» The data

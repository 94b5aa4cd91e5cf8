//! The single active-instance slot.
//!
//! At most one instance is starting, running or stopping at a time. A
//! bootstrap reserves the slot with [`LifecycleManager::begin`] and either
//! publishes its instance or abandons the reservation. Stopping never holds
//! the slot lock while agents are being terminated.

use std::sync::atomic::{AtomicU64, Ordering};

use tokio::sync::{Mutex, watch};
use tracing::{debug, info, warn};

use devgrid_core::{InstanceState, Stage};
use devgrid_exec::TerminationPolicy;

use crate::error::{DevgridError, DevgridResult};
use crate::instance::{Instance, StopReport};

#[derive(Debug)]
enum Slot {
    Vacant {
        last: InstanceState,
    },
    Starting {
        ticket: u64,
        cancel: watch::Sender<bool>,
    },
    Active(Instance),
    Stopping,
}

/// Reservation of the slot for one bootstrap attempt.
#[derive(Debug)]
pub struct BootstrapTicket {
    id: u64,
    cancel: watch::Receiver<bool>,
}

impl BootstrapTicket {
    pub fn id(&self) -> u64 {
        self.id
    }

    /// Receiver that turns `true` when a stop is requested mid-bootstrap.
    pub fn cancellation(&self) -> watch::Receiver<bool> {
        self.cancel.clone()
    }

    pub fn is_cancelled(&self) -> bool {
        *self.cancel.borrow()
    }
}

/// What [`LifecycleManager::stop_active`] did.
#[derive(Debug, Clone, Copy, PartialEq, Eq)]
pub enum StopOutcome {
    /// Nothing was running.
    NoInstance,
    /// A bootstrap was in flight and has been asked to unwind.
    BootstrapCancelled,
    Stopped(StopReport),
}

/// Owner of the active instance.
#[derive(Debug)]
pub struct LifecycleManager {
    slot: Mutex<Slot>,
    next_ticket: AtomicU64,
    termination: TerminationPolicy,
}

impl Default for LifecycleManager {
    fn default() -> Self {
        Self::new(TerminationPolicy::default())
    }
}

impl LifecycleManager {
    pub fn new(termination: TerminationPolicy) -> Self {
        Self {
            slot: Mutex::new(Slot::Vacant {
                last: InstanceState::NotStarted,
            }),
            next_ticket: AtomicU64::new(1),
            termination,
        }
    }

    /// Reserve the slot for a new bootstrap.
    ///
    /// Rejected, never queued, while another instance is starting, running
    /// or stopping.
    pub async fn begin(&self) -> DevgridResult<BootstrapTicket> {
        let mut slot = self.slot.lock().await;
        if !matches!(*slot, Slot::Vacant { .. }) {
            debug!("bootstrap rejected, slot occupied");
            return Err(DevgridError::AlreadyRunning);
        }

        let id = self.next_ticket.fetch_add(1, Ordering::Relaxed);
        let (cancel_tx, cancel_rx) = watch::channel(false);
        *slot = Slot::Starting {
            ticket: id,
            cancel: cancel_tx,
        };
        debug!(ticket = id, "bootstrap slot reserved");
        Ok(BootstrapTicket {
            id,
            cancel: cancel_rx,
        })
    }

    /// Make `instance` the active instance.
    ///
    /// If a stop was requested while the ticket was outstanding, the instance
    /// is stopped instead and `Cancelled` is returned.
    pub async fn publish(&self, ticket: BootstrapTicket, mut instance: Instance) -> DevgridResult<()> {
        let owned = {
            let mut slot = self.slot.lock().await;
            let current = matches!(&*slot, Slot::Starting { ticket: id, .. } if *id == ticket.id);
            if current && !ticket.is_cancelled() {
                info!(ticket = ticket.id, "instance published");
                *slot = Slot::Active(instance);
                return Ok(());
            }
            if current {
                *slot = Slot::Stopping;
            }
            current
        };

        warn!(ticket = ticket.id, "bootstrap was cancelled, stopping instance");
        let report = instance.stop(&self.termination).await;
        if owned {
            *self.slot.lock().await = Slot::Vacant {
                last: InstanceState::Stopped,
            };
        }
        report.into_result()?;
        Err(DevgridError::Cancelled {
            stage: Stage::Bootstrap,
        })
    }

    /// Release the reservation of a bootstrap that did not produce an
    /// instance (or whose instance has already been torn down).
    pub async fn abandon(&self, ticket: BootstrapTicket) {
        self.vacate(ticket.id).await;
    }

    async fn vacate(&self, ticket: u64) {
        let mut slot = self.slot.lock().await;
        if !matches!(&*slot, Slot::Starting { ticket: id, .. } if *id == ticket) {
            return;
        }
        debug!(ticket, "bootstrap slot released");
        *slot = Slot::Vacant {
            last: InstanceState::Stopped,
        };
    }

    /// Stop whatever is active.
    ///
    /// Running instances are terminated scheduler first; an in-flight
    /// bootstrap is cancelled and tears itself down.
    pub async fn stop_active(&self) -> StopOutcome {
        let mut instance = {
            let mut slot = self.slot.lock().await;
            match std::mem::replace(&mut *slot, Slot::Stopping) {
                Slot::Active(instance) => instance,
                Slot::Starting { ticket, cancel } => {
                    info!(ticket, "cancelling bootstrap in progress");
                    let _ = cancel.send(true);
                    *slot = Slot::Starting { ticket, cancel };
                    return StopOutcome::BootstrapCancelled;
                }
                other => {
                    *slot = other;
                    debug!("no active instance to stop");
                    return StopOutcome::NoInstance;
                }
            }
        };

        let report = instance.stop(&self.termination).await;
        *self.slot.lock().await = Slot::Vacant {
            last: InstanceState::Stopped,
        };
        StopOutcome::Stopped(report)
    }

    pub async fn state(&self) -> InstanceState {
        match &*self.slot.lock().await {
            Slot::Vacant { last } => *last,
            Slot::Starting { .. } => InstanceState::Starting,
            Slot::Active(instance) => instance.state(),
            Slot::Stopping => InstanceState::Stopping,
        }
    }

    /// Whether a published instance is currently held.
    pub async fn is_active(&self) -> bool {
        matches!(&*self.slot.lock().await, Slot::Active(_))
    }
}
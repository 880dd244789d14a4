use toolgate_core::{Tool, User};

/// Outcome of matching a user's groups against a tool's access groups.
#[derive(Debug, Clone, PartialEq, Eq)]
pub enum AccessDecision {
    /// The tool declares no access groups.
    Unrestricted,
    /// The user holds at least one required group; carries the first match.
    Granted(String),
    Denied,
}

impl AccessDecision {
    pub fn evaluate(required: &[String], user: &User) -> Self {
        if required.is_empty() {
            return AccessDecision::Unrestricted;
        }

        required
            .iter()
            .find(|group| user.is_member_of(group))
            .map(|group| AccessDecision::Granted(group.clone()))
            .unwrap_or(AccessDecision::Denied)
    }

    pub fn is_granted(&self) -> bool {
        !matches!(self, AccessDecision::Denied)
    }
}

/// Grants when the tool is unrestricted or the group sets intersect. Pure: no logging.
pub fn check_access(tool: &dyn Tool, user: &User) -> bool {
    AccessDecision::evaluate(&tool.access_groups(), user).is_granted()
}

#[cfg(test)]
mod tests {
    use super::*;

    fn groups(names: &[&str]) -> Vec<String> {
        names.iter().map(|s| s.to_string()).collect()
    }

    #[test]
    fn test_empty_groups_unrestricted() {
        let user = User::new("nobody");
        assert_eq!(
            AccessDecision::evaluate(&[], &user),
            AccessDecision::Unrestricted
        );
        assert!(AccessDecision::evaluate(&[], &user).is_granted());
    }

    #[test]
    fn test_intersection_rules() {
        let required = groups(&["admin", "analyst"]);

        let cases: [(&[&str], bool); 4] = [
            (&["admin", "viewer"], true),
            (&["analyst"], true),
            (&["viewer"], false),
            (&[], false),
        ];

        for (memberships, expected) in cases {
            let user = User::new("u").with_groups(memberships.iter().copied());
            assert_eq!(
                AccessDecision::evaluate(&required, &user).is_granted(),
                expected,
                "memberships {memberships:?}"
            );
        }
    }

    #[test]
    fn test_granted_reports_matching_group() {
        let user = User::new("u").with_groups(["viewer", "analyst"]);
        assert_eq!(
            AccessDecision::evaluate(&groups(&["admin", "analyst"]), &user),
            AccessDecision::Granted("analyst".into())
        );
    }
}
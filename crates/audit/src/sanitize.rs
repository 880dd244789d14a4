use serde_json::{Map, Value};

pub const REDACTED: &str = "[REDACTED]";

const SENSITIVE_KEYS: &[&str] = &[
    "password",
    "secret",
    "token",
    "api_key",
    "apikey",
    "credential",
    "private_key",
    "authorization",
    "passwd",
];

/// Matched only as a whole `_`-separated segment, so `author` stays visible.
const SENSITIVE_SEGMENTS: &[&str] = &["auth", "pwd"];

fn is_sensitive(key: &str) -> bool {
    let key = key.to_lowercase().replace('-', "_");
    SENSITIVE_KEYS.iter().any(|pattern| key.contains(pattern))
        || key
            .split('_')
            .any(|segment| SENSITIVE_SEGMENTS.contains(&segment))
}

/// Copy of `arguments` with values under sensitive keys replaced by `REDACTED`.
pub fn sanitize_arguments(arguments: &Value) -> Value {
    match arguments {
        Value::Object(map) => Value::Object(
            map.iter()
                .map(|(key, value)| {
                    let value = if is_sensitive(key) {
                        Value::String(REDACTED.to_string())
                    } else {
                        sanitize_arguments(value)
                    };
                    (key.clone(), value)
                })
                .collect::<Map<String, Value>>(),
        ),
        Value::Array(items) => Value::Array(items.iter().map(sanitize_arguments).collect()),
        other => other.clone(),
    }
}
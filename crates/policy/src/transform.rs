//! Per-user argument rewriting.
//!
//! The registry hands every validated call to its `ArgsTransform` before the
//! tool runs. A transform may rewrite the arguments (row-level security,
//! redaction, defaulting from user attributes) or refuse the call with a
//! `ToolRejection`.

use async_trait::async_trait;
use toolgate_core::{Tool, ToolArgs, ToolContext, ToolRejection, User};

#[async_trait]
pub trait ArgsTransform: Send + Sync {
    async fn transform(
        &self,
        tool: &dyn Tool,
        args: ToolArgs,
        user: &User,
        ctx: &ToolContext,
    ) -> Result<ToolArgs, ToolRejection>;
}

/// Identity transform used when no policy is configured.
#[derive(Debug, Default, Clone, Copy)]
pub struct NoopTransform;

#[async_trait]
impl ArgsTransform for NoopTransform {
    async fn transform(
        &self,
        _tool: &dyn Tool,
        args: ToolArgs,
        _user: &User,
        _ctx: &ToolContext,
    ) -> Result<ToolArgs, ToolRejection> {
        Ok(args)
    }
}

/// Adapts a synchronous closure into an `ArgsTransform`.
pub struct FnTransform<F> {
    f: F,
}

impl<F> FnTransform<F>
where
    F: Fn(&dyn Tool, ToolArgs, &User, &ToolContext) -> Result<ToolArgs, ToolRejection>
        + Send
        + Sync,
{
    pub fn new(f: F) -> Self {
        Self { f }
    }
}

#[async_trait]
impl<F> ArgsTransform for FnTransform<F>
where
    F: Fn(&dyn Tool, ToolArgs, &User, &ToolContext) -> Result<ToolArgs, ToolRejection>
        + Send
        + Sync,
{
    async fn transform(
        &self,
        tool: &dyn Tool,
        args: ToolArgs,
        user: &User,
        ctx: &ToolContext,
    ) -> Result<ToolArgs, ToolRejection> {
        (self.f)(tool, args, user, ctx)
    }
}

» Aim of the exercise
Where the string "required" occurs in the data, return the whole line.

» Result below
    /// The user holds at least one required group; carries the first match.
    pub fn evaluate(required: &[String], user: &User) -> Self {
        if required.is_empty() {
        required
        let required = groups(&["admin", "analyst"]);
                AccessDecision::evaluate(&required, &user).is_granted(),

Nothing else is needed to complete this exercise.